### Supplied material:
┌──

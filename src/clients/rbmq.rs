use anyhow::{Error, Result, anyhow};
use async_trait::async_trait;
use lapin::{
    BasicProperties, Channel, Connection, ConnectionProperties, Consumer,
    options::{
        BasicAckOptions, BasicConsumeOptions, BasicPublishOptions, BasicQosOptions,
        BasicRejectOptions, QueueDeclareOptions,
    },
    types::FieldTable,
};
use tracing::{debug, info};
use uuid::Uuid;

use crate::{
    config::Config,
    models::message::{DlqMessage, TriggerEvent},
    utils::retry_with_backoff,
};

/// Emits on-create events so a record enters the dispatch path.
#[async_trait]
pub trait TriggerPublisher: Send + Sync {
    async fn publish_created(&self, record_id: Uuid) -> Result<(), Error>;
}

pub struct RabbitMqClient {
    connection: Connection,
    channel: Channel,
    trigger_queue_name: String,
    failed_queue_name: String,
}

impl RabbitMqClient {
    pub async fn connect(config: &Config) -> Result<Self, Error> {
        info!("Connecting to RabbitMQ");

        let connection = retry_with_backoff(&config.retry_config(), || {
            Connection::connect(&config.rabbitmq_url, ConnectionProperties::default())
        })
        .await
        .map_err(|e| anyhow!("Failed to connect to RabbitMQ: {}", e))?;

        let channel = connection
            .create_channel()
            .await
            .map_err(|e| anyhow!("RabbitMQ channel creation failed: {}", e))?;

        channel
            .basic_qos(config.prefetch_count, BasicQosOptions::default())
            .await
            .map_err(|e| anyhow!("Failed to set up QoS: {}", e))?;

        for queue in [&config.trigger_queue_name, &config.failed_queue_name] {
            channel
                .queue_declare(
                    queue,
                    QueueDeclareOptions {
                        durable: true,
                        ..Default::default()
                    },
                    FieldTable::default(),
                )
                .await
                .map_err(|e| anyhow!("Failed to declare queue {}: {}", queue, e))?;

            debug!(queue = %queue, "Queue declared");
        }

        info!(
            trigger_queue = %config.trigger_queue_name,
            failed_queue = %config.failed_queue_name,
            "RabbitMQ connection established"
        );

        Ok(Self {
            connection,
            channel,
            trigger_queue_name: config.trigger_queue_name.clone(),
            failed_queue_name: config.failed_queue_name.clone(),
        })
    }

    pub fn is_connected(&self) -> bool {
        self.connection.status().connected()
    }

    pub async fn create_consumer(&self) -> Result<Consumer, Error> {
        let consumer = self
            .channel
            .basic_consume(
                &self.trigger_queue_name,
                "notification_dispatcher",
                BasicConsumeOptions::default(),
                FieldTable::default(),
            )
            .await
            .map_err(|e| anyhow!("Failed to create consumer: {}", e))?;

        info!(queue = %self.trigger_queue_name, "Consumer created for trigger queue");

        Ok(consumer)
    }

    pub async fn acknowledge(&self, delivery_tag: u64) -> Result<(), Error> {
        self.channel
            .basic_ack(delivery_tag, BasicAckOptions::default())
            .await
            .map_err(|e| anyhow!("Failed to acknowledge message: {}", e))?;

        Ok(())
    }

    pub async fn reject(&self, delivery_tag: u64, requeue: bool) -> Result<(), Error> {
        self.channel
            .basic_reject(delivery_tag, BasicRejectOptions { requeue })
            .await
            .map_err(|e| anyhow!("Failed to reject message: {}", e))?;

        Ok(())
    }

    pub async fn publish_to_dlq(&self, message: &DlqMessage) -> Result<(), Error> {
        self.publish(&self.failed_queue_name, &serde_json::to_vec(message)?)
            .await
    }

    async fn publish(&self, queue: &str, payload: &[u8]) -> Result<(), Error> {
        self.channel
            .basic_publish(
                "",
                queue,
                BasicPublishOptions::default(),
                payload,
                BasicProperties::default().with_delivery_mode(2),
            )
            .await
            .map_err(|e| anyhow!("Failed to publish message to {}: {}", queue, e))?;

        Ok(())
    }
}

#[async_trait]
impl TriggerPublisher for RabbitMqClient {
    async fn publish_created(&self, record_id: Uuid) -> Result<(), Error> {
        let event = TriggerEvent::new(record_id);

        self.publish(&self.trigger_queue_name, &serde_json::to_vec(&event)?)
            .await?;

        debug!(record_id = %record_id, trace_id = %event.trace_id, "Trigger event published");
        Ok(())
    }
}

└──

### Try it:
From the first line to the last, give the data again exactly.

### Task solution:
filename src/clients/rbmq.rs
use anyhow::{Error, Result, anyhow};
use async_trait::async_trait;
use lapin::{
    BasicProperties, Channel, Connection, ConnectionProperties, Consumer,
    options::{
        BasicAckOptions, BasicConsumeOptions, BasicPublishOptions, BasicQosOptions,
        BasicRejectOptions, QueueDeclareOptions,
    },
    types::FieldTable,
};
use tracing::{debug, info};
use uuid::Uuid;

use crate::{
    config::Config,
    models::message::{DlqMessage, TriggerEvent},
    utils::retry_with_backoff,
};

/// Emits on-create events so a record enters the dispatch path.
#[async_trait]
pub trait TriggerPublisher: Send + Sync {
    async fn publish_created(&self, record_id: Uuid) -> Result<(), Error>;
}

pub struct RabbitMqClient {
    connection: Connection,
    channel: Channel,
    trigger_queue_name: String,
    failed_queue_name: String,
}

impl RabbitMqClient {
    pub async fn connect(config: &Config) -> Result<Self, Error> {
        info!("Connecting to RabbitMQ");

        let connection = retry_with_backoff(&config.retry_config(), || {
            Connection::connect(&config.rabbitmq_url, ConnectionProperties::default())
        })
        .await
        .map_err(|e| anyhow!("Failed to connect to RabbitMQ: {}", e))?;

        let channel = connection
            .create_channel()
            .await
            .map_err(|e| anyhow!("RabbitMQ channel creation failed: {}", e))?;

        channel
            .basic_qos(config.prefetch_count, BasicQosOptions::default())
            .await
            .map_err(|e| anyhow!("Failed to set up QoS: {}", e))?;

        for queue in [&config.trigger_queue_name, &config.failed_queue_name] {
            channel
                .queue_declare(
                    queue,
                    QueueDeclareOptions {
                        durable: true,
                        ..Default::default()
                    },
                    FieldTable::default(),
                )
                .await
                .map_err(|e| anyhow!("Failed to declare queue {}: {}", queue, e))?;

            debug!(queue = %queue, "Queue declared");
        }

        info!(
            trigger_queue = %config.trigger_queue_name,
            failed_queue = %config.failed_queue_name,
            "RabbitMQ connection established"
        );

        Ok(Self {
            connection,
            channel,
            trigger_queue_name: config.trigger_queue_name.clone(),
            failed_queue_name: config.failed_queue_name.clone(),
        })
    }

    pub fn is_connected(&self) -> bool {
        self.connection.status().connected()
    }

    pub async fn create_consumer(&self) -> Result<Consumer, Error> {
        let consumer = self
            .channel
            .basic_consume(
                &self.trigger_queue_name,
                "notification_dispatcher",
                BasicConsumeOptions::default(),
                FieldTable::default(),
            )
            .await
            .map_err(|e| anyhow!("Failed to create consumer: {}", e))?;

        info!(queue = %self.trigger_queue_name, "Consumer created for trigger queue");

        Ok(consumer)
    }

    pub async fn acknowledge(&self, delivery_tag: u64) -> Result<(), Error> {
        self.channel
            .basic_ack(delivery_tag, BasicAckOptions::default())
            .await
            .map_err(|e| anyhow!("Failed to acknowledge message: {}", e))?;

        Ok(())
    }

    pub async fn reject(&self, delivery_tag: u64, requeue: bool) -> Result<(), Error> {
        self.channel
            .basic_reject(delivery_tag, BasicRejectOptions { requeue })
            .await
            .map_err(|e| anyhow!("Failed to reject message: {}", e))?;

        Ok(())
    }

    pub async fn publish_to_dlq(&self, message: &DlqMessage) -> Result<(), Error> {
        self.publish(&self.failed_queue_name, &serde_json::to_vec(message)?)
            .await
    }

    async fn publish(&self, queue: &str, payload: &[u8]) -> Result<(), Error> {
        self.channel
            .basic_publish(
                "",
                queue,
                BasicPublishOptions::default(),
                payload,
                BasicProperties::default().with_delivery_mode(2),
            )
            .await
            .map_err(|e| anyhow!("Failed to publish message to {}: {}", queue, e))?;

        Ok(())
    }
}

#[async_trait]
impl TriggerPublisher for RabbitMqClient {
    async fn publish_created(&self, record_id: Uuid) -> Result<(), Error> {
        let event = TriggerEvent::new(record_id);

        self.publish(&self.trigger_queue_name, &serde_json::to_vec(&event)?)
            .await?;

        debug!(record_id = %record_id, trace_id = %event.trace_id, "Trigger event published");
        Ok(())
    }
}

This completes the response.